- **Records from a collection**
Segment Open
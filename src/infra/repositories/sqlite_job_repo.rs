use crate::domain::{models::job::{Job, JobFilters}, ports::JobRepository};
use crate::error::AppError;
use async_trait::async_trait;
use sqlx::{QueryBuilder, Sqlite, SqlitePool};
use sqlx::types::Json;

pub struct SqliteJobRepo {
    pool: SqlitePool,
}

impl SqliteJobRepo {
    pub fn new(pool: SqlitePool) -> Self { Self { pool } }
}

#[async_trait]
impl JobRepository for SqliteJobRepo {
    async fn create(&self, job: &Job) -> Result<Job, AppError> {
        sqlx::query_as::<_, Job>(
            "INSERT INTO jobs (id, booking_id, property_id, job_type, required_role, scheduled_start, scheduled_end, status, assigned_staff_id, priority, estimated_duration_min,
                guest_name, property_name, check_in_date, check_out_date, requirements, special_instructions, completion_notes, rating, issues, photos_uploaded,
                cancellation_reason, version, created_at, updated_at, assigned_at, started_at, completed_at, cancelled_at)
             VALUES (?, ?, ?, ?, ?, ?, ?, ?, ?, ?, ?, ?, ?, ?, ?, ?, ?, ?, ?, ?, ?, ?, ?, ?, ?, ?, ?, ?, ?)
             RETURNING *"
        )
            .bind(&job.id).bind(&job.booking_id).bind(&job.property_id).bind(job.job_type.as_str())
            .bind(job.required_role.as_str()).bind(job.scheduled_start).bind(job.scheduled_end).bind(job.status.as_str())
            .bind(&job.assigned_staff_id).bind(job.priority.as_str()).bind(job.estimated_duration_min)
            .bind(&job.guest_name).bind(&job.property_name).bind(job.check_in_date).bind(job.check_out_date)
            .bind(Json(&job.requirements)).bind(&job.special_instructions).bind(&job.completion_notes).bind(job.rating)
            .bind(Json(&job.issues)).bind(job.photos_uploaded).bind(&job.cancellation_reason).bind(job.version)
            .bind(job.created_at).bind(job.updated_at).bind(job.assigned_at).bind(job.started_at)
            .bind(job.completed_at).bind(job.cancelled_at)
            .fetch_one(&self.pool)
            .await
            .map_err(AppError::Persistence)
    }

    async fn find_by_id(&self, id: &str) -> Result<Option<Job>, AppError> {
        sqlx::query_as::<_, Job>("SELECT * FROM jobs WHERE id = ?")
            .bind(id)
            .fetch_optional(&self.pool)
            .await
            .map_err(AppError::Persistence)
    }

    async fn find_by_booking(&self, booking_id: &str) -> Result<Vec<Job>, AppError> {
        sqlx::query_as::<_, Job>("SELECT * FROM jobs WHERE booking_id = ? ORDER BY scheduled_start ASC")
            .bind(booking_id)
            .fetch_all(&self.pool)
            .await
            .map_err(AppError::Persistence)
    }

    async fn query(&self, filters: &JobFilters) -> Result<Vec<Job>, AppError> {
        let mut qb: QueryBuilder<Sqlite> = QueryBuilder::new("SELECT * FROM jobs WHERE 1 = 1");

        if let Some(booking_id) = &filters.booking_id {
            qb.push(" AND booking_id = ").push_bind(booking_id.clone());
        }
        if let Some(property_id) = &filters.property_id {
            qb.push(" AND property_id = ").push_bind(property_id.clone());
        }
        if let Some(status) = filters.status {
            qb.push(" AND status = ").push_bind(status.as_str());
        }
        if let Some(job_type) = filters.job_type {
            qb.push(" AND job_type = ").push_bind(job_type.as_str());
        }
        if let Some(role) = filters.required_role {
            qb.push(" AND required_role = ").push_bind(role.as_str());
        }
        if let Some(staff_id) = &filters.assigned_staff_id {
            qb.push(" AND assigned_staff_id = ").push_bind(staff_id.clone());
        }
        if let Some(from) = filters.scheduled_from {
            qb.push(" AND scheduled_start >= ").push_bind(from);
        }
        if let Some(to) = filters.scheduled_to {
            qb.push(" AND scheduled_start <= ").push_bind(to);
        }

        qb.push(" ORDER BY scheduled_start ASC");
        if let Some(limit) = filters.limit {
            qb.push(" LIMIT ").push_bind(limit);
        }

        qb.build_query_as::<Job>()
            .fetch_all(&self.pool)
            .await
            .map_err(AppError::Persistence)
    }

    async fn update(&self, job: &Job, expected_version: i64) -> Result<Job, AppError> {
        let updated = sqlx::query_as::<_, Job>(
            "UPDATE jobs SET scheduled_start = ?, scheduled_end = ?, status = ?, assigned_staff_id = ?, priority = ?,
                guest_name = ?, property_name = ?, check_in_date = ?, check_out_date = ?, special_instructions = ?,
                completion_notes = ?, rating = ?, issues = ?, photos_uploaded = ?, cancellation_reason = ?,
                updated_at = ?, assigned_at = ?, started_at = ?, completed_at = ?, cancelled_at = ?,
                version = version + 1
             WHERE id = ? AND version = ?
             RETURNING *"
        )
            .bind(job.scheduled_start).bind(job.scheduled_end).bind(job.status.as_str()).bind(&job.assigned_staff_id)
            .bind(job.priority.as_str()).bind(&job.guest_name).bind(&job.property_name).bind(job.check_in_date)
            .bind(job.check_out_date).bind(&job.special_instructions).bind(&job.completion_notes).bind(job.rating)
            .bind(Json(&job.issues)).bind(job.photos_uploaded).bind(&job.cancellation_reason)
            .bind(job.updated_at).bind(job.assigned_at).bind(job.started_at).bind(job.completed_at).bind(job.cancelled_at)
            .bind(&job.id).bind(expected_version)
            .fetch_optional(&self.pool)
            .await
            .map_err(AppError::Persistence)?;

        match updated {
            Some(job) => Ok(job),
            None if self.find_by_id(&job.id).await?.is_some() => {
                Err(AppError::Conflict(format!("Job {} was modified concurrently", job.id)))
            }
            None => Err(AppError::NotFound(format!("Job {} not found", job.id))),
        }
    }
}
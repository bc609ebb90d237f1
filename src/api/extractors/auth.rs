use axum::{
    extract::{FromRequestParts, FromRef},
    http::{header, request::Parts},
};
use crate::state::AppState;
use crate::domain::models::auth::Claims;
use crate::domain::models::staff::{Actor, ActorRole, StaffRole};
use crate::error::AppError;
use std::sync::Arc;
use tower_cookies::Cookies;
use jsonwebtoken::{decode, DecodingKey, Validation, Algorithm};
use tracing::{debug, Span};

/// Authenticated caller, taken from a Bearer header or the `access_token` cookie.
pub struct AuthUser(pub Actor);

impl AuthUser {
    pub fn require_admin(&self) -> Result<(), AppError> {
        match self.0.role {
            ActorRole::Admin => Ok(()),
            _ => Err(AppError::Forbidden("Administrator role required".into())),
        }
    }

    pub fn require_privileged(&self) -> Result<(), AppError> {
        if self.0.role.is_privileged() {
            Ok(())
        } else {
            Err(AppError::Forbidden("Booking system or administrator role required".into()))
        }
    }

    pub fn staff_role(&self) -> Result<StaffRole, AppError> {
        match self.0.role {
            ActorRole::Staff(role) => Ok(role),
            _ => Err(AppError::Forbidden("Only staff accounts have a personal job list".into())),
        }
    }
}

fn bearer_token(parts: &Parts) -> Option<String> {
    parts.headers.get(header::AUTHORIZATION)
        .and_then(|v| v.to_str().ok())
        .and_then(|v| v.strip_prefix("Bearer "))
        .map(|t| t.trim().to_string())
}

impl<S> FromRequestParts<S> for AuthUser
where
    S: Send + Sync,
    Arc<AppState>: FromRef<S>,
{
    type Rejection = AppError;

    async fn from_request_parts(parts: &mut Parts, state: &S) -> Result<Self, Self::Rejection> {
        let access_token = match bearer_token(parts) {
            Some(token) => token,
            None => parts.extensions.get::<Cookies>()
                .and_then(|cookies| cookies.get("access_token"))
                .map(|c| c.value().to_string())
                .ok_or(AppError::Unauthorized)?,
        };

        let app_state = <Arc<AppState> as FromRef<S>>::from_ref(state);

        let decoding_key = DecodingKey::from_secret(app_state.config.jwt_secret.as_bytes());

        let mut validation = Validation::new(Algorithm::HS256);
        validation.set_audience(&[app_state.config.auth_audience.as_str()]);
        validation.set_issuer(&[app_state.config.auth_issuer.as_str()]);

        let token_data = decode::<Claims>(&access_token, &decoding_key, &validation)
            .map_err(|e| {
                debug!("Rejected access token: {}", e);
                AppError::Unauthorized
            })?;

        let role: ActorRole = token_data.claims.role.parse()
            .map_err(|_| AppError::Forbidden(format!("Unknown role {}", token_data.claims.role)))?;
        let actor = Actor::new(token_data.claims.sub, role);

        Span::current().record("actor_id", actor.id.as_str());
        Span::current().record("actor_role", actor.role.as_str());

        Ok(AuthUser(actor))
    }
}
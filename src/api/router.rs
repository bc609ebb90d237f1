use axum::{
    body::Body,
    extract::Request,
    routing::{get, post, put},
    Router,
};
use std::sync::Arc;
use std::time::Duration;
use crate::state::AppState;
use crate::api::handlers::{health, hooks, jobs, audit};
use tower_http::{
    trace::TraceLayer,
    classify::ServerErrorsFailureClass,
};
use tower_cookies::CookieManagerLayer;
use tracing::{info_span, Span, error, info};
use uuid::Uuid;

pub fn create_router(state: Arc<AppState>) -> Router {
    Router::new()
        .route("/health", get(health::health_check))

        // Booking lifecycle hooks
        .route("/api/v1/hooks/bookings/confirmed", post(hooks::booking_confirmed))
        .route("/api/v1/hooks/bookings/{booking_id}/modified", post(hooks::booking_modified))
        .route("/api/v1/hooks/bookings/{booking_id}/cancelled", post(hooks::booking_cancelled))
        .route("/api/v1/bookings/{booking_id}/jobs/summary", get(hooks::booking_jobs_summary))

        // Jobs
        .route("/api/v1/jobs", get(jobs::list_jobs))
        .route("/api/v1/jobs/{job_id}", get(jobs::get_job))
        .route("/api/v1/jobs/{job_id}/status", put(jobs::update_job_status))

        // Worker views
        .route("/api/v1/me/jobs", get(jobs::my_jobs))
        .route("/api/v1/me/jobs/open", get(jobs::open_jobs))

        // Audit
        .route("/api/v1/audit-events", get(audit::list_audit_events))

        .layer(
            TraceLayer::new_for_http()
                .make_span_with(|request: &Request<Body>| {
                    let request_id = Uuid::new_v4().to_string();
                    info_span!(
                        "http_request",
                        request_id = %request_id,
                        method = ?request.method(),
                        uri = ?request.uri(),
                        version = ?request.version(),
                        actor_id = tracing::field::Empty,
                        actor_role = tracing::field::Empty,
                    )
                })
                .on_request(|request: &Request<Body>, _span: &Span| {
                    info!("started processing request: {} {}", request.method(), request.uri().path());
                })
                .on_response(|response: &axum::http::Response<Body>, latency: Duration, _span: &Span| {
                    info!(
                        status = response.status().as_u16(),
                        latency_ms = latency.as_millis(),
                        "finished processing request"
                    );
                })
                .on_failure(|error: ServerErrorsFailureClass, _latency: Duration, _span: &Span| {
                    error!("request failed: {:?}", error);
                })
        )
        .layer(CookieManagerLayer::new())
        .with_state(state)
}
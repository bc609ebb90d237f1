use std::sync::Arc;
use crate::domain::ports::{AuditRepository, DispatchService, JobRepository};
use crate::domain::services::{booking_hook::BookingLifecycleHook, job_engine::JobEngine};
use crate::config::Config;

#[derive(Clone)]
pub struct AppState {
    pub config: Config,
    pub job_repo: Arc<dyn JobRepository>,
    pub audit_repo: Arc<dyn AuditRepository>,
    pub dispatch_service: Arc<dyn DispatchService>,
    pub job_engine: Arc<JobEngine>,
    pub booking_hook: Arc<BookingLifecycleHook>,
}

impl AppState {
    /// Wires the engine and the lifecycle hook on top of the given adapters.
    pub fn new(
        config: Config,
        job_repo: Arc<dyn JobRepository>,
        audit_repo: Arc<dyn AuditRepository>,
        dispatch_service: Arc<dyn DispatchService>,
    ) -> Self {
        let job_engine = Arc::new(JobEngine::new(
            job_repo.clone(),
            audit_repo.clone(),
            dispatch_service.clone(),
            config.workflow.clone(),
        ));
        let booking_hook = Arc::new(BookingLifecycleHook::new(job_engine.clone(), job_repo.clone()));

        Self { config, job_repo, audit_repo, dispatch_service, job_engine, booking_hook }
    }
}
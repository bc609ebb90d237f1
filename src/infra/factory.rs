use std::str::FromStr;
use std::sync::Arc;
use std::time::Duration;
use sqlx::{postgres::{PgPoolOptions, PgConnectOptions}, sqlite::{SqlitePoolOptions, SqliteJournalMode, SqliteConnectOptions}};
use sqlx::{PgPool, SqlitePool, ConnectOptions};
use tracing::{info, warn};
use tracing::log::LevelFilter;

use crate::config::Config;
use crate::state::AppState;
use crate::domain::ports::{AuditRepository, DispatchService, JobRepository};
use crate::infra::dispatch::{http_dispatch_service::HttpDispatchService, noop_dispatch_service::NoopDispatchService};
use crate::infra::repositories::{
    postgres_audit_repo::PostgresAuditRepo, postgres_job_repo::PostgresJobRepo,
    sqlite_audit_repo::SqliteAuditRepo, sqlite_job_repo::SqliteJobRepo,
};

pub async fn bootstrap_state(config: &Config) -> AppState {
    config.workflow.validate().expect("Invalid workflow configuration");

    let dispatch_service: Arc<dyn DispatchService> = match &config.dispatch_url {
        Some(url) => {
            info!("Auto-dispatch enabled via {}", url);
            Arc::new(HttpDispatchService::new(url.clone(), config.dispatch_token.clone()))
        }
        None => {
            warn!("DISPATCH_SERVICE_URL not set, jobs will not be offered automatically");
            Arc::new(NoopDispatchService)
        }
    };

    let database_url = &config.database_url;
    let (job_repo, audit_repo): (Arc<dyn JobRepository>, Arc<dyn AuditRepository>) =
        if database_url.starts_with("postgres://") || database_url.starts_with("postgresql://") {
            info!("Initializing PostgreSQL connection...");

            let mut opts: PgConnectOptions = database_url.parse().expect("Invalid Postgres URL");
            opts = opts.log_statements(LevelFilter::Debug)
                .log_slow_statements(LevelFilter::Warn, Duration::from_millis(500));

            let pool = PgPoolOptions::new()
                .max_connections(10)
                .connect_with(opts)
                .await
                .expect("Failed to connect to Postgres");

            run_postgres_migrations(&pool).await;

            (Arc::new(PostgresJobRepo::new(pool.clone())), Arc::new(PostgresAuditRepo::new(pool)))
        } else {
            info!("Initializing SQLite connection with WAL Mode...");

            let opts = SqliteConnectOptions::from_str(database_url)
                .expect("Invalid SQLite connection string")
                .create_if_missing(true)
                .journal_mode(SqliteJournalMode::Wal)
                .busy_timeout(Duration::from_secs(5))
                .log_statements(LevelFilter::Debug)
                .log_slow_statements(LevelFilter::Warn, Duration::from_millis(500));

            let pool = SqlitePoolOptions::new()
                .max_connections(5)
                .connect_with(opts)
                .await
                .expect("Failed to connect to SQLite");

            run_sqlite_migrations(&pool).await;

            (Arc::new(SqliteJobRepo::new(pool.clone())), Arc::new(SqliteAuditRepo::new(pool)))
        };

    AppState::new(config.clone(), job_repo, audit_repo, dispatch_service)
}

async fn run_postgres_migrations(pool: &PgPool) {
    sqlx::migrate!("./migrations/postgres")
        .run(pool)
        .await
        .expect("Failed to run Postgres migrations");
}

async fn run_sqlite_migrations(pool: &SqlitePool) {
    sqlx::migrate!("./migrations/sqlite")
        .run(pool)
        .await
        .expect("Failed to run SQLite migrations");
}
use axum::{response::IntoResponse, Json};
use crate::api::dtos::responses::HealthResponse;

pub async fn health_check() -> impl IntoResponse {
    Json(HealthResponse { status: "ok", version: env!("CARGO_PKG_VERSION") })
}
Segment Closed
- **What is being asked**
Output each line of the records above exactly, beginning at the first, and stop once the line containing "#[async_trait]" has been output.

- **Answer to this exercise**
filename src/infra/repositories/sqlite_job_repo.rs
use crate::domain::{models::job::{Job, JobFilters}, ports::JobRepository};
use crate::error::AppError;
use async_trait::async_trait;
use sqlx::{QueryBuilder, Sqlite, SqlitePool};
use sqlx::types::Json;

pub struct SqliteJobRepo {
    pool: SqlitePool,
}

impl SqliteJobRepo {
    pub fn new(pool: SqlitePool) -> Self { Self { pool } }
}

#[async_trait]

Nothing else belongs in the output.